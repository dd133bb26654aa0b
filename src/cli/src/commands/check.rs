//! Health check command.
//!
//! Queries the health endpoint and displays per-probe status.

use anyhow::Result;
use clap::Args;

use crate::client::ApiClient;
use crate::output::{self, OutputFormat};

#[derive(Args)]
pub struct CheckArgs {
    /// Include per-probe results
    #[arg(short, long)]
    detailed: bool,

    /// Path of the health endpoint
    #[arg(long)]
    path: Option<String>,
}

/// Returns whether the service reported UP.
pub async fn execute(args: CheckArgs, client: &ApiClient, format: OutputFormat) -> Result<bool> {
    let path = args
        .path
        .or_else(|| super::config::load_value("health-path"))
        .unwrap_or_else(|| "/health".to_string());
    let health = client.get_health(&path).await?;

    match format {
        OutputFormat::Table => {
            output::print_header("Service Health");
            output::print_detail("Status", &output::status_badge(&health.status).to_string());
            output::print_detail("Endpoint", &format!("{}{}", client.base_url(), path));

            if args.detailed {
                println!();
                output::print_list(&health.checks, format);
            }

            if health.is_up() {
                output::print_success("All probes passing");
            } else {
                let failing: Vec<&str> = health
                    .checks
                    .iter()
                    .filter(|c| c.status != "UP")
                    .map(|c| c.name.as_str())
                    .collect();
                output::print_error(&format!("Service is DOWN: {}", failing.join(", ")));
            }
        }
        _ => output::print_item(&health, format),
    }

    Ok(health.is_up())
}
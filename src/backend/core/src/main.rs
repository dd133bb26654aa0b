//! Vitals Server - Main entry point
//!
//! Serves the aggregated health endpoint and Prometheus metrics.

use std::net::SocketAddr;
use std::path::PathBuf;
use std::time::Duration;

use sqlx::postgres::PgPoolOptions;
use tower_http::trace::TraceLayer;

use vitals_core::{
    config::Config,
    health::{
        self, DatabasePingProbe, HealthChecker, LoggingListener, ProbeDefinition, TaskCountProbe,
    },
    telemetry,
};

#[tokio::main]
async fn main() -> anyhow::Result<()> {
    // Load environment variables
    dotenvy::dotenv().ok();

    // Load configuration
    let config_path = std::env::var_os("VITALS_CONFIG").map(PathBuf::from);
    let config = Config::load(config_path.as_deref())?;

    telemetry::init_logging(&config.observability.logging())?;

    tracing::info!(
        version = env!("CARGO_PKG_VERSION"),
        "Starting Vitals Server"
    );

    // Connect lazily so a database outage shows up as a failing probe
    // instead of a startup error.
    let pool = match &config.database.url {
        Some(url) => {
            let pool = PgPoolOptions::new()
                .max_connections(config.database.max_connections)
                .acquire_timeout(Duration::from_secs(2))
                .connect_lazy(url)?;
            tracing::info!("Database pool created");
            Some(pool)
        }
        None => None,
    };

    let mut probes = Vec::new();
    if config.health.task_threshold > 0 {
        probes.push(ProbeDefinition::new(
            "tasks",
            TaskCountProbe::new(config.health.task_threshold),
        ));
    }
    if let Some(pool) = &pool {
        probes.push(ProbeDefinition::new("database", DatabasePingProbe::new(pool.clone())));
    }
    for spec in &config.health.probes {
        probes.push(spec.build(pool.as_ref())?);
    }

    let checker = HealthChecker::builder()
        .with_config(config.health.timing())
        .with_probes(probes)
        .with_listener(LoggingListener)
        .build()?;

    // Build router
    let mut app = health::health_router(checker, &config.health.path);
    if config.observability.metrics_enabled {
        let handle = telemetry::init_metrics()?;
        app = app.merge(telemetry::metrics_router(handle));
    }
    let app = app.layer(TraceLayer::new_for_http());

    // Start server
    let addr: SocketAddr = format!("{}:{}", config.server.host, config.server.port).parse()?;
    tracing::info!(address = %addr, path = %config.health.path, "Starting HTTP server");

    let listener = tokio::net::TcpListener::bind(addr).await?;

    axum::serve(listener, app)
        .with_graceful_shutdown(shutdown_signal())
        .await?;

    tracing::info!("Server shutdown complete");

    Ok(())
}

/// Wait for shutdown signal.
async fn shutdown_signal() {
    let ctrl_c = async {
        if let Err(e) = tokio::signal::ctrl_c().await {
            tracing::error!(error = %e, "Failed to listen for Ctrl+C");
            std::future::pending::<()>().await;
        }
    };

    #[cfg(unix)]
    let terminate = async {
        match tokio::signal::unix::signal(tokio::signal::unix::SignalKind::terminate()) {
            Ok(mut signal) => {
                signal.recv().await;
            }
            Err(e) => {
                tracing::error!(error = %e, "Failed to install SIGTERM handler");
                std::future::pending::<()>().await;
            }
        }
    };

    #[cfg(not(unix))]
    let terminate = std::future::pending::<()>();

    tokio::select! {
        _ = ctrl_c => {},
        _ = terminate => {},
    }

    tracing::info!("Shutdown signal received");
}
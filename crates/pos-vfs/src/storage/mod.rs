//! Node store trait and the in-memory implementation

mod memory;
mod trait_def;

pub use memory::MemoryStore;
pub use trait_def::{NodeStore, StoreOp};
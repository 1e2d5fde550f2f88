//! Bulk file actions used by the desktop and the file explorer.
//!
//! Thin helpers over [`Vfs`] that take a directory plus a leaf name, or a
//! list of paths, and stop at the first failure.

use tracing::{debug, warn};

use super::Vfs;
use crate::clock::Clock;
use crate::constants::COPY_SUFFIX;
use crate::core::{filename, join_path, parent_path, Result, VfsError};
use crate::storage::NodeStore;

/// What `copy_items` does with each source.
#[derive(Clone, Copy, Debug, Default, PartialEq, Eq)]
pub enum TransferMode {
    /// Duplicate, naming the copy `<name> - Copy`
    #[default]
    Copy,
    /// Relocate, keeping the name
    Move,
}

fn require_name(name: &str) -> Result<()> {
    if name.trim().is_empty() {
        Err(VfsError::invalid_name(name, "name cannot be empty"))
    } else {
        Ok(())
    }
}

/// File actions bound to one VFS.
pub struct FileActions<'a, S, C> {
    vfs: &'a Vfs<S, C>,
}

impl<'a, S: NodeStore, C: Clock> FileActions<'a, S, C> {
    /// Wrap a VFS.
    pub fn new(vfs: &'a Vfs<S, C>) -> Self {
        Self { vfs }
    }

    /// Create an empty file named `name` inside `dir`.
    pub async fn create_file(&self, dir: &str, name: &str) -> Result<()> {
        require_name(name)?;
        self.vfs.write_file(&join_path(dir, name), &[]).await
    }

    /// Create a directory named `name` inside `dir`.
    pub async fn create_directory(&self, dir: &str, name: &str) -> Result<()> {
        require_name(name)?;
        self.vfs.mkdir(&join_path(dir, name)).await
    }

    /// Delete every listed path. Directories go recursively.
    ///
    /// Paths that no longer exist are skipped.
    pub async fn delete_items<P: AsRef<str>>(&self, paths: &[P]) -> Result<()> {
        for path in paths {
            let path = path.as_ref();
            let node = match self.vfs.stat(path).await? {
                Some(node) => node,
                None => {
                    warn!(path, "delete skipped: not found");
                    continue;
                }
            };

            if node.is_directory() {
                self.vfs.rmdir(&node.path, true).await?;
            } else {
                self.vfs.unlink(&node.path).await?;
            }
        }
        debug!(count = paths.len(), "delete_items");
        Ok(())
    }

    /// Give a node a new leaf name within its current directory.
    pub async fn rename_item(&self, old_path: &str, new_name: &str) -> Result<()> {
        require_name(new_name)?;
        let old = self.vfs.normalize(old_path);
        let new_path = join_path(&parent_path(&old), new_name);
        self.vfs.rename(&old, &new_path).await
    }

    /// Copy or move every listed source into `dest_dir`.
    ///
    /// Sources that no longer exist are skipped.
    pub async fn copy_items<P: AsRef<str>>(
        &self,
        sources: &[P],
        dest_dir: &str,
        mode: TransferMode,
    ) -> Result<()> {
        for source in sources {
            let source = source.as_ref();
            let node = match self.vfs.stat(source).await? {
                Some(node) => node,
                None => {
                    warn!(path = source, "transfer skipped: not found");
                    continue;
                }
            };

            match mode {
                TransferMode::Move => {
                    let dest = join_path(dest_dir, filename(&node.path));
                    self.vfs.rename(&node.path, &dest).await?;
                }
                TransferMode::Copy => {
                    let name = format!("{}{}", filename(&node.path), COPY_SUFFIX);
                    self.vfs.copy(&node.path, &join_path(dest_dir, &name)).await?;
                }
            }
        }
        Ok(())
    }
}
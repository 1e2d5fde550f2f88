//! VFS Integration Tests
//!
//! End-to-end scenarios through the public API: bootstrap a drive, work on
//! the desktop, and check the store stays consistent.

use pos_vfs::bootstrap;
use pos_vfs::{
    normalize_path, FileAttributes, ManualClock, MemoryStore, NodeStore, SortConfig, SortField,
    TransferMode, Vfs, VfsConfig, VfsError,
};

const DESKTOP: &str = "C:\\System\\Desktop";

async fn booted() -> Vfs<MemoryStore, ManualClock> {
    let vfs = Vfs::new(MemoryStore::new(), ManualClock::new(1_700_000_000_000));
    bootstrap::bootstrap(&vfs, &VfsConfig::default()).await.unwrap();
    vfs
}

/// Every stored node's parent exists and is a directory (roots aside).
async fn assert_tree_consistent(vfs: &Vfs<MemoryStore, ManualClock>) {
    for node in vfs.store().get_all().await.unwrap() {
        if node.is_drive_root() {
            continue;
        }
        let parent = vfs.stat(&node.parent).await.unwrap();
        assert!(
            parent.map_or(false, |p| p.is_directory()),
            "orphaned node {}",
            node.path
        );
        assert_eq!(normalize_path(&node.path), node.path);
    }
}

// ============================================================================
// Bootstrap
// ============================================================================

#[tokio::test]
async fn test_fresh_desktop_has_explorer_shortcut() {
    let vfs = booted().await;

    let entries = vfs.readdir(DESKTOP).await.unwrap();
    assert_eq!(entries.len(), 1);
    assert_eq!(entries[0].name, "File Explorer.lnk");
    assert_eq!(
        vfs.resolve_symlink("C:\\System\\Desktop\\File Explorer.lnk")
            .await
            .unwrap(),
        "fileexplorer://"
    );
    assert_tree_consistent(&vfs).await;
}

#[tokio::test]
async fn test_bootstrap_twice_keeps_user_data() {
    let vfs = booted().await;
    vfs.write_file("C:\\System\\Desktop\\todo.txt", b"ship it")
        .await
        .unwrap();

    bootstrap::bootstrap(&vfs, &VfsConfig::default()).await.unwrap();

    assert_eq!(
        vfs.read_file("C:\\System\\Desktop\\todo.txt").await.unwrap(),
        Some(b"ship it".to_vec())
    );
    assert_eq!(vfs.store().count().await.unwrap(), 5);
}

// ============================================================================
// Desktop workflow
// ============================================================================

#[tokio::test]
async fn test_desktop_workflow() {
    let vfs = booted().await;
    let actions = vfs.actions();

    actions.create_directory(DESKTOP, "Projects").await.unwrap();
    actions.create_file(DESKTOP, "readme.txt").await.unwrap();
    vfs.write_file("C:/System/Desktop/Projects/plan.md", b"# Plan")
        .await
        .unwrap();

    // Duplicate the folder next to itself
    actions
        .copy_items(&["C:\\System\\Desktop\\Projects"], DESKTOP, TransferMode::Copy)
        .await
        .unwrap();
    assert_eq!(
        vfs.read_file("C:\\System\\Desktop\\Projects - Copy\\plan.md")
            .await
            .unwrap(),
        Some(b"# Plan".to_vec())
    );

    // Rename the copy, then move it to the drive root
    actions
        .rename_item("C:\\System\\Desktop\\Projects - Copy", "Archive")
        .await
        .unwrap();
    actions
        .copy_items(&["C:\\System\\Desktop\\Archive"], "C:\\", TransferMode::Move)
        .await
        .unwrap();
    assert!(vfs.exists("C:\\Archive\\plan.md").await.unwrap());
    assert!(!vfs.exists("C:\\System\\Desktop\\Archive").await.unwrap());

    // Explorer view of the desktop
    let mut listing = vfs.readdir(DESKTOP).await.unwrap();
    SortConfig::default().sort_nodes(&mut listing);
    let names: Vec<&str> = listing.iter().map(|n| n.name.as_str()).collect();
    assert_eq!(names, vec!["Projects", "readme.txt", "File Explorer.lnk"]);

    let mut by_size = SortConfig::default();
    by_size.toggle(SortField::Size);
    by_size.toggle(SortField::Size);
    by_size.sort_nodes(&mut listing);
    assert_eq!(listing[0].name, "Projects");

    // Clean up everything that was created
    actions
        .delete_items(&[
            "C:\\System\\Desktop\\Projects",
            "C:\\System\\Desktop\\readme.txt",
            "C:\\Archive",
        ])
        .await
        .unwrap();
    assert_eq!(vfs.store().count().await.unwrap(), 4);
    assert_tree_consistent(&vfs).await;
}

#[tokio::test]
async fn test_hidden_attribute_survives_move() {
    let vfs = booted().await;
    vfs.write_file("C:\\secret.txt", b"42").await.unwrap();
    vfs.set_attributes("C:\\secret.txt", FileAttributes::hidden())
        .await
        .unwrap();

    vfs.rename("C:\\secret.txt", "C:\\System\\secret.txt")
        .await
        .unwrap();

    let node = vfs.stat("C:\\System\\secret.txt").await.unwrap().unwrap();
    assert!(node.attributes.hidden);
    assert!(!node.attributes.read_only);
}

#[tokio::test]
async fn test_deep_tree_move_and_delete() {
    let vfs = booted().await;
    let mut dir = String::from("C:\\Deep");
    vfs.mkdir(&dir).await.unwrap();
    for level in 0..20 {
        vfs.write_file(&format!("{}\\file{}.txt", dir, level), b"x")
            .await
            .unwrap();
        dir = format!("{}\\L{}", dir, level);
        vfs.mkdir(&dir).await.unwrap();
    }
    let before = vfs.store().count().await.unwrap();

    vfs.rename("C:\\Deep", "C:\\System\\Deeper").await.unwrap();
    assert_eq!(vfs.store().count().await.unwrap(), before);
    assert!(vfs
        .exists("C:\\System\\Deeper\\L0\\L1\\L2\\file3.txt")
        .await
        .unwrap());
    assert!(vfs.store().list_subtree("C:\\Deep").await.unwrap().is_empty());
    assert_tree_consistent(&vfs).await;

    vfs.rmdir("C:\\System\\Deeper", true).await.unwrap();
    assert_eq!(vfs.store().count().await.unwrap(), 4);
    assert_tree_consistent(&vfs).await;
}

#[tokio::test]
async fn test_errors_expose_kind_and_message() {
    let vfs = booted().await;

    let err = vfs.mkdir("C:\\System").await.unwrap_err();
    assert_eq!(err.kind(), "AlreadyExists");
    assert_eq!(err.to_string(), "path 'C:\\System' already exists");

    let err = vfs.rmdir("C:\\System", false).await.unwrap_err();
    assert_eq!(err, VfsError::NotEmpty(String::from("C:\\System")));
}
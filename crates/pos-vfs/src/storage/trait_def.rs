//! NodeStore trait definition.

use async_trait::async_trait;

use crate::core::{FsNode, StoreError};

/// One write inside an atomic batch.
#[derive(Clone, Debug, PartialEq, Eq)]
pub enum StoreOp {
    /// Insert or overwrite a node under its own path
    Put(FsNode),
    /// Remove the node at a path (no-op if absent)
    Delete(String),
}

impl StoreOp {
    /// The key this operation touches.
    pub fn path(&self) -> &str {
        match self {
            StoreOp::Put(node) => &node.path,
            StoreOp::Delete(path) => path,
        }
    }
}

/// Persistent table of nodes keyed by canonical path.
///
/// Every call is atomic on its own. Backends run on a single thread and
/// may suspend on I/O, so the returned futures are not `Send`.
#[async_trait(?Send)]
pub trait NodeStore {
    // ========== Single-key Operations ==========

    /// Fetch the node stored at `path`.
    async fn get(&self, path: &str) -> Result<Option<FsNode>, StoreError>;

    /// Insert or overwrite a node.
    async fn put(&self, node: FsNode) -> Result<(), StoreError>;

    /// Remove the node at `path`. Absent keys are not an error.
    async fn delete(&self, path: &str) -> Result<(), StoreError>;

    // ========== Index Queries ==========

    /// All nodes whose `parent` equals `parent`, via the parent index.
    async fn list_by_parent(&self, parent: &str) -> Result<Vec<FsNode>, StoreError>;

    /// All strict descendants of `path`, via an ordered key range.
    async fn list_subtree(&self, path: &str) -> Result<Vec<FsNode>, StoreError>;

    /// Every node in the store.
    async fn get_all(&self) -> Result<Vec<FsNode>, StoreError>;

    // ========== Bulk Operations ==========

    /// Apply every operation in order, or none of them.
    async fn apply(&self, batch: Vec<StoreOp>) -> Result<(), StoreError>;

    /// Number of stored nodes.
    async fn count(&self) -> Result<usize, StoreError>;

    /// Remove every node.
    async fn clear(&self) -> Result<(), StoreError>;

    /// Check whether a node exists at `path`.
    async fn contains(&self, path: &str) -> Result<bool, StoreError> {
        Ok(self.get(path).await?.is_some())
    }
}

# # #

▶ **ACTIVITY**
What is needed is every line from the start of the entries through the line containing "use sqlx::postgres::PgPoolOptions;", returned word for word and nothing else.

▶ **RESULT FOR THIS EXERCISE**
repository dd133bb26654aa0b
filename src/cli/src/commands/check.rs
//! Health check command.
//!
//! Queries the health endpoint and displays per-probe status.

use anyhow::Result;
use clap::Args;

use crate::client::ApiClient;
use crate::output::{self, OutputFormat};

#[derive(Args)]
pub struct CheckArgs {
    /// Include per-probe results
    #[arg(short, long)]
    detailed: bool,

    /// Path of the health endpoint
    #[arg(long)]
    path: Option<String>,
}

/// Returns whether the service reported UP.
pub async fn execute(args: CheckArgs, client: &ApiClient, format: OutputFormat) -> Result<bool> {
    let path = args
        .path
        .or_else(|| super::config::load_value("health-path"))
        .unwrap_or_else(|| "/health".to_string());
    let health = client.get_health(&path).await?;

    match format {
        OutputFormat::Table => {
            output::print_header("Service Health");
            output::print_detail("Status", &output::status_badge(&health.status).to_string());
            output::print_detail("Endpoint", &format!("{}{}", client.base_url(), path));

            if args.detailed {
                println!();
                output::print_list(&health.checks, format);
            }

            if health.is_up() {
                output::print_success("All probes passing");
            } else {
                let failing: Vec<&str> = health
                    .checks
                    .iter()
                    .filter(|c| c.status != "UP")
                    .map(|c| c.name.as_str())
                    .collect();
                output::print_error(&format!("Service is DOWN: {}", failing.join(", ")));
            }
        }
        _ => output::print_item(&health, format),
    }

    Ok(health.is_up())
}
filename src/backend/core/src/main.rs
repository dd133bb26654aa0b
//! Vitals Server - Main entry point
//!
//! Serves the aggregated health endpoint and Prometheus metrics.

use std::net::SocketAddr;
use std::path::PathBuf;
use std::time::Duration;

use sqlx::postgres::PgPoolOptions;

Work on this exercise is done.